This is my first day of sobriety. It took a long time to get to this point--one failed marriage, countless lies, tons of hidden bottles, DUI, need I go on ? I have everything going for me--a wonderful new husband, 3 beautiful children, great career, nice home. But I still continue to self destruct when it comes to alcohol. I have abused alcohol for almost 20 years now, but have kept it somewhat well hidden to most. Except this morning, my husband found the bottle I had planned on enjoying today while he was working. He's had enough of the lies and promises of quitting--our life together will be over as we know it if I don't find help NOW.

The ironic thing is--I have sought help recently. I went to a local top notch facility for an assessment, and I really liked the people there. I finally saw light at the end of the tunnel, only to be told that my insurance would not cover services there. I would have to go to a facility downtown to get treatment--an area that is unsafe during the day, let alone at night.
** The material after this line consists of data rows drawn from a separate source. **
use std::{cell::RefCell, fmt, rc::Rc};

use ahash::{HashMap, HashMapExt};

use crate::{ObserverHandle, Subject};

/// Identifier of a [`Track`].
#[derive(Clone, Copy, Debug, PartialEq, Eq, Hash, PartialOrd, Ord)]
pub struct TrackId(u64);

impl TrackId {
    pub const fn new(id: u64) -> Self {
        Self(id)
    }

    pub const fn raw(self) -> u64 {
        self.0
    }
}

impl fmt::Display for TrackId {
    fn fmt(&self, f: &mut fmt::Formatter<'_>) -> fmt::Result {
        self.0.fmt(f)
    }
}

/// Error raised when a track invariant is violated at construction time.
#[derive(Clone, Debug, PartialEq)]
pub enum TrackError {
    /// Detection confidence is a probability.
    InvalidConfidence { confidence: f64 },
    /// Frame numbers start at 1.
    InvalidFrame { frame: u32 },
    /// A track is at least one detection.
    NoDetections,
    /// Detections must be ordered by frame.
    UnorderedDetections { frame: u32, previous: u32 },
}

impl fmt::Display for TrackError {
    fn fmt(&self, f: &mut fmt::Formatter<'_>) -> fmt::Result {
        match *self {
            Self::InvalidConfidence { confidence } => {
                write!(f, "confidence must be within [0, 1], but is {confidence}")
            }
            Self::InvalidFrame { frame } => {
                write!(f, "frame numbers start at 1, but got {frame}")
            }
            Self::NoDetections => f.write_str("a track must contain at least one detection"),
            Self::UnorderedDetections { frame, previous } => write!(
                f,
                "detections must be ordered by frame, but frame {frame} follows frame {previous}"
            ),
        }
    }
}

impl std::error::Error for TrackError {}

/// A single observation of a vehicle in one video frame: its bounding box,
/// the detected class, and the detector's confidence.
#[derive(Clone, Debug, PartialEq)]
pub struct Detection {
    classification: String,
    confidence: f64,
    x: f64,
    y: f64,
    w: f64,
    h: f64,
    frame: u32,
}

impl Detection {
    pub fn new(
        classification: impl Into<String>,
        confidence: f64,
        x: f64,
        y: f64,
        w: f64,
        h: f64,
        frame: u32,
    ) -> Result<Self, TrackError> {
        if !(0.0..=1.0).contains(&confidence) {
            return Err(TrackError::InvalidConfidence { confidence });
        }
        if frame < 1 {
            return Err(TrackError::InvalidFrame { frame });
        }
        Ok(Self {
            classification: classification.into(),
            confidence,
            x,
            y,
            w,
            h,
            frame,
        })
    }

    pub fn classification(&self) -> &str {
        &self.classification
    }
    pub fn confidence(&self) -> f64 {
        self.confidence
    }
    pub fn x(&self) -> f64 {
        self.x
    }
    pub fn y(&self) -> f64 {
        self.y
    }
    pub fn w(&self) -> f64 {
        self.w
    }
    pub fn h(&self) -> f64 {
        self.h
    }
    pub fn frame(&self) -> u32 {
        self.frame
    }
}

/// The detections of one vehicle over consecutive video frames.
#[derive(Clone, Debug, PartialEq)]
pub struct Track {
    id: TrackId,
    classification: String,
    detections: Vec<Detection>,
}

impl Track {
    /// A track must contain at least one detection, ordered by frame.
    pub fn new(
        id: TrackId,
        classification: impl Into<String>,
        detections: Vec<Detection>,
    ) -> Result<Self, TrackError> {
        if detections.is_empty() {
            return Err(TrackError::NoDetections);
        }
        for pair in detections.windows(2) {
            if pair[1].frame() < pair[0].frame() {
                return Err(TrackError::UnorderedDetections {
                    frame: pair[1].frame(),
                    previous: pair[0].frame(),
                });
            }
        }
        Ok(Self {
            id,
            classification: classification.into(),
            detections,
        })
    }

    pub fn id(&self) -> TrackId {
        self.id
    }

    pub fn classification(&self) -> &str {
        &self.classification
    }

    pub fn detections(&self) -> &[Detection] {
        &self.detections
    }

    pub fn first_frame(&self) -> u32 {
        self.detections[0].frame()
    }
}

/// Strategy deriving a track's classification from its detections.
pub trait TrackClassificationCalculator {
    fn calculate(&self, detections: &[Detection]) -> Option<String>;
}

/// Picks the detection class with the highest summed confidence.
#[derive(Clone, Copy, Debug, Default)]
pub struct CalculateTrackClassificationByMaxConfidence;

impl TrackClassificationCalculator for CalculateTrackClassificationByMaxConfidence {
    fn calculate(&self, detections: &[Detection]) -> Option<String> {
        let mut totals: HashMap<&str, f64> = HashMap::new();
        for detection in detections {
            *totals.entry(detection.classification()).or_insert(0.0) += detection.confidence();
        }
        totals
            .into_iter()
            .max_by(|(_, a), (_, b)| a.total_cmp(b))
            .map(|(classification, _)| classification.to_owned())
    }
}

/// An image of the road scene a video frame was taken from.
///
/// Cloning must be cheap: the view state clones images when publishing them.
pub trait TrackImage: Clone {
    fn width(&self) -> u32;
    fn height(&self) -> u32;

    /// Overlay `other` on this image, yielding the combined image.
    fn combine_with(&self, other: &Self) -> Self;
}

/// Store of all known tracks, keyed by id.
///
/// Cloning yields another handle to the same store. Bulk insertion notifies
/// registered track-list observers; the notification fires after the store
/// mutation completes, so observers are free to read the repository.
pub struct TrackRepository {
    tracks: Rc<RefCell<HashMap<TrackId, Track>>>,
    observers: Subject<Vec<TrackId>>,
}

impl Clone for TrackRepository {
    fn clone(&self) -> Self {
        Self {
            tracks: Rc::clone(&self.tracks),
            observers: self.observers.clone(),
        }
    }
}

impl TrackRepository {
    pub fn new() -> Self {
        Self {
            tracks: Rc::new(RefCell::new(HashMap::new())),
            observers: Subject::new(),
        }
    }

    /// Listen to changes of the track list.
    pub fn register_tracks_observer(
        &self,
        observer: impl Fn(&Vec<TrackId>) -> anyhow::Result<()> + 'static,
    ) -> ObserverHandle {
        self.observers.register(observer)
    }

    /// Upsert a single track. Does not notify.
    pub fn add(&self, track: Track) {
        self.tracks.borrow_mut().insert(track.id(), track);
    }

    /// Add several tracks at once, then notify list observers with the ids
    /// just added, in input order.
    pub fn add_all(&self, tracks: Vec<Track>) -> anyhow::Result<()> {
        let ids: Vec<TrackId> = tracks.iter().map(Track::id).collect();
        {
            let mut map = self.tracks.borrow_mut();
            for track in tracks {
                map.insert(track.id(), track);
            }
        }
        self.observers.notify(&ids)
    }

    /// All current tracks, in no particular order.
    pub fn get_all(&self) -> Vec<Track> {
        self.tracks.borrow().values().cloned().collect()
    }

    pub fn get(&self, id: &TrackId) -> Option<Track> {
        self.tracks.borrow().get(id).cloned()
    }

    pub fn len(&self) -> usize {
        self.tracks.borrow().len()
    }

    pub fn is_empty(&self) -> bool {
        self.tracks.borrow().is_empty()
    }
}

impl Default for TrackRepository {
    fn default() -> Self {
        Self::new()
    }
}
My ideas of getting help sent me back to the bottle--stupid, huh ? I guess I'm going to have to do whatever it takes to remain sober, even if it means self pay at the facility I like.

The hardest part for me in all of this is wondering how I am going to live the rest of my life without alcohol. Maybe some of you can help me with this one. I realize I am going to have to relearn how to have fun and cope with life without, but it just seems unfathomable at this 24 hour point. BUT also at this point I am "sick and tired of being sick and tired".

Thanks for listening...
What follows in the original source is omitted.